**Extracted data:**
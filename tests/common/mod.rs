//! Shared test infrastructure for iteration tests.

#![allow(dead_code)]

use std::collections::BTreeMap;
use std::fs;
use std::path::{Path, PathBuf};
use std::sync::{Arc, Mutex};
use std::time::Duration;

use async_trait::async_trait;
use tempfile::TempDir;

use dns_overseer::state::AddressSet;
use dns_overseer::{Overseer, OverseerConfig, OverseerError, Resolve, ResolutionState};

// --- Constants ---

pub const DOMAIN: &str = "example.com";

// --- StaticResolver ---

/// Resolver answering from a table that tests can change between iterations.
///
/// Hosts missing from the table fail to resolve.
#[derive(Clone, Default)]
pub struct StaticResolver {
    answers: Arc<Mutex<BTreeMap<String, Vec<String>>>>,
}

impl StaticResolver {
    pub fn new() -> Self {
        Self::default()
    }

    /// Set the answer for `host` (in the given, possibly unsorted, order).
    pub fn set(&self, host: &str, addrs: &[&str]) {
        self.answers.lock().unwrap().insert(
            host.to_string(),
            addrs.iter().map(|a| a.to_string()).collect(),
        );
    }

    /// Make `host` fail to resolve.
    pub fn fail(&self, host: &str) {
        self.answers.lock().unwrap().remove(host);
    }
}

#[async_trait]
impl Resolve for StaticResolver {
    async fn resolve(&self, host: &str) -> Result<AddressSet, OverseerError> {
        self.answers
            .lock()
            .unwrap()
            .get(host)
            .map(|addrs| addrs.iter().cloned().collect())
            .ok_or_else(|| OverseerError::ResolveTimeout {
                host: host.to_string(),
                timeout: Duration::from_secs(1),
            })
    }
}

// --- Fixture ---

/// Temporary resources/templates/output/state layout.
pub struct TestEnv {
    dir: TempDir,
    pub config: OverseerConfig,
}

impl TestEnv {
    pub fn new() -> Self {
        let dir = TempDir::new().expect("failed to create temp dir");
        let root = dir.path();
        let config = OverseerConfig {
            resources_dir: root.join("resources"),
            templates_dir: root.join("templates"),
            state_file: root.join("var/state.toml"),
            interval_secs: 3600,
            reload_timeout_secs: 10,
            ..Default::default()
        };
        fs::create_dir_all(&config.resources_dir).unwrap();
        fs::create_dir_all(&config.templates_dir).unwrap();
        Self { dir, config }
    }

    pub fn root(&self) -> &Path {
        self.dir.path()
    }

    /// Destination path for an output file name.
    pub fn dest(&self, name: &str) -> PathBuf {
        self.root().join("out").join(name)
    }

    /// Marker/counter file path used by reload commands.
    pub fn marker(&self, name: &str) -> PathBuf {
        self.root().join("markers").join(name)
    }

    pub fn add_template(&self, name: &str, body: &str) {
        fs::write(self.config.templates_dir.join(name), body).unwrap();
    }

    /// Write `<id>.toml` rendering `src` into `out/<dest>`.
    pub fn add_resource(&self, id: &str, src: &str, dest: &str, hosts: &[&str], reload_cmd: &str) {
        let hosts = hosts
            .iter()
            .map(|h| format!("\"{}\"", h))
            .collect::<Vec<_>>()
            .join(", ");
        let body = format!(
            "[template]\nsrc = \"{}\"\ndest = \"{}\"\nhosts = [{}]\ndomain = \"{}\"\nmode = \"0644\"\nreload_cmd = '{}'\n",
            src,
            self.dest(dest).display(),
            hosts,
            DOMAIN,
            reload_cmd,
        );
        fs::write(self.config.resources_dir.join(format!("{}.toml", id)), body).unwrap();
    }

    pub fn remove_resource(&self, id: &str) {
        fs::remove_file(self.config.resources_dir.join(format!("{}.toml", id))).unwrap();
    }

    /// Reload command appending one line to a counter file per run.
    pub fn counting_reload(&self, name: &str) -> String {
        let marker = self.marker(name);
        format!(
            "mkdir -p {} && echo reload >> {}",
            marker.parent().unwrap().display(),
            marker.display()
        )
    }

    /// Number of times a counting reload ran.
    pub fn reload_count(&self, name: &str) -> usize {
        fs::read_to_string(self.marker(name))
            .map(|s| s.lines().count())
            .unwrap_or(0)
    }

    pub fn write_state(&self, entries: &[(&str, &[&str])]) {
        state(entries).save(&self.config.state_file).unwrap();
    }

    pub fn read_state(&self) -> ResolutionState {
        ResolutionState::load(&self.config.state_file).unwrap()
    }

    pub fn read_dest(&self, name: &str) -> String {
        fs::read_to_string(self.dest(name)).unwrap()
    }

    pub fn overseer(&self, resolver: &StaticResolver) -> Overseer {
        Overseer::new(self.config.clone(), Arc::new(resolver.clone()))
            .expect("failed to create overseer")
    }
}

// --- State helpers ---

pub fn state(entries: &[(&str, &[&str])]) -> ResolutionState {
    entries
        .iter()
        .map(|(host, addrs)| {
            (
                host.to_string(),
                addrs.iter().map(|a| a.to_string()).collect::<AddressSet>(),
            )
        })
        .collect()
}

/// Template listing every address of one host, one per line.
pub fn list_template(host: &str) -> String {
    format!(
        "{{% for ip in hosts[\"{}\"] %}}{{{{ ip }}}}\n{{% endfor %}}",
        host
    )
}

**Your assignment:**
Please output every record, keeping each line exact.

**Answer to the exercise:**
filename tests/common/mod.rs
//! Shared test infrastructure for iteration tests.

#![allow(dead_code)]

use std::collections::BTreeMap;
use std::fs;
use std::path::{Path, PathBuf};
use std::sync::{Arc, Mutex};
use std::time::Duration;

use async_trait::async_trait;
use tempfile::TempDir;

use dns_overseer::state::AddressSet;
use dns_overseer::{Overseer, OverseerConfig, OverseerError, Resolve, ResolutionState};

// --- Constants ---

pub const DOMAIN: &str = "example.com";

// --- StaticResolver ---

/// Resolver answering from a table that tests can change between iterations.
///
/// Hosts missing from the table fail to resolve.
#[derive(Clone, Default)]
pub struct StaticResolver {
    answers: Arc<Mutex<BTreeMap<String, Vec<String>>>>,
}

impl StaticResolver {
    pub fn new() -> Self {
        Self::default()
    }

    /// Set the answer for `host` (in the given, possibly unsorted, order).
    pub fn set(&self, host: &str, addrs: &[&str]) {
        self.answers.lock().unwrap().insert(
            host.to_string(),
            addrs.iter().map(|a| a.to_string()).collect(),
        );
    }

    /// Make `host` fail to resolve.
    pub fn fail(&self, host: &str) {
        self.answers.lock().unwrap().remove(host);
    }
}

#[async_trait]
impl Resolve for StaticResolver {
    async fn resolve(&self, host: &str) -> Result<AddressSet, OverseerError> {
        self.answers
            .lock()
            .unwrap()
            .get(host)
            .map(|addrs| addrs.iter().cloned().collect())
            .ok_or_else(|| OverseerError::ResolveTimeout {
                host: host.to_string(),
                timeout: Duration::from_secs(1),
            })
    }
}

// --- Fixture ---

/// Temporary resources/templates/output/state layout.
pub struct TestEnv {
    dir: TempDir,
    pub config: OverseerConfig,
}

impl TestEnv {
    pub fn new() -> Self {
        let dir = TempDir::new().expect("failed to create temp dir");
        let root = dir.path();
        let config = OverseerConfig {
            resources_dir: root.join("resources"),
            templates_dir: root.join("templates"),
            state_file: root.join("var/state.toml"),
            interval_secs: 3600,
            reload_timeout_secs: 10,
            ..Default::default()
        };
        fs::create_dir_all(&config.resources_dir).unwrap();
        fs::create_dir_all(&config.templates_dir).unwrap();
        Self { dir, config }
    }

    pub fn root(&self) -> &Path {
        self.dir.path()
    }

    /// Destination path for an output file name.
    pub fn dest(&self, name: &str) -> PathBuf {
        self.root().join("out").join(name)
    }

    /// Marker/counter file path used by reload commands.
    pub fn marker(&self, name: &str) -> PathBuf {
        self.root().join("markers").join(name)
    }

    pub fn add_template(&self, name: &str, body: &str) {
        fs::write(self.config.templates_dir.join(name), body).unwrap();
    }

    /// Write `<id>.toml` rendering `src` into `out/<dest>`.
    pub fn add_resource(&self, id: &str, src: &str, dest: &str, hosts: &[&str], reload_cmd: &str) {
        let hosts = hosts
            .iter()
            .map(|h| format!("\"{}\"", h))
            .collect::<Vec<_>>()
            .join(", ");
        let body = format!(
            "[template]\nsrc = \"{}\"\ndest = \"{}\"\nhosts = [{}]\ndomain = \"{}\"\nmode = \"0644\"\nreload_cmd = '{}'\n",
            src,
            self.dest(dest).display(),
            hosts,
            DOMAIN,
            reload_cmd,
        );
        fs::write(self.config.resources_dir.join(format!("{}.toml", id)), body).unwrap();
    }

    pub fn remove_resource(&self, id: &str) {
        fs::remove_file(self.config.resources_dir.join(format!("{}.toml", id))).unwrap();
    }

    /// Reload command appending one line to a counter file per run.
    pub fn counting_reload(&self, name: &str) -> String {
        let marker = self.marker(name);
        format!(
            "mkdir -p {} && echo reload >> {}",
            marker.parent().unwrap().display(),
            marker.display()
        )
    }

    /// Number of times a counting reload ran.
    pub fn reload_count(&self, name: &str) -> usize {
        fs::read_to_string(self.marker(name))
            .map(|s| s.lines().count())
            .unwrap_or(0)
    }

    pub fn write_state(&self, entries: &[(&str, &[&str])]) {
        state(entries).save(&self.config.state_file).unwrap();
    }

    pub fn read_state(&self) -> ResolutionState {
        ResolutionState::load(&self.config.state_file).unwrap()
    }

    pub fn read_dest(&self, name: &str) -> String {
        fs::read_to_string(self.dest(name)).unwrap()
    }

    pub fn overseer(&self, resolver: &StaticResolver) -> Overseer {
        Overseer::new(self.config.clone(), Arc::new(resolver.clone()))
            .expect("failed to create overseer")
    }
}

// --- State helpers ---

pub fn state(entries: &[(&str, &[&str])]) -> ResolutionState {
    entries
        .iter()
        .map(|(host, addrs)| {
            (
                host.to_string(),
                addrs.iter().map(|a| a.to_string()).collect::<AddressSet>(),
            )
        })
        .collect()
}

/// Template listing every address of one host, one per line.
pub fn list_template(host: &str) -> String {
    format!(
        "{{% for ip in hosts[\"{}\"] %}}{{{{ ip }}}}\n{{% endfor %}}",
        host
    )
}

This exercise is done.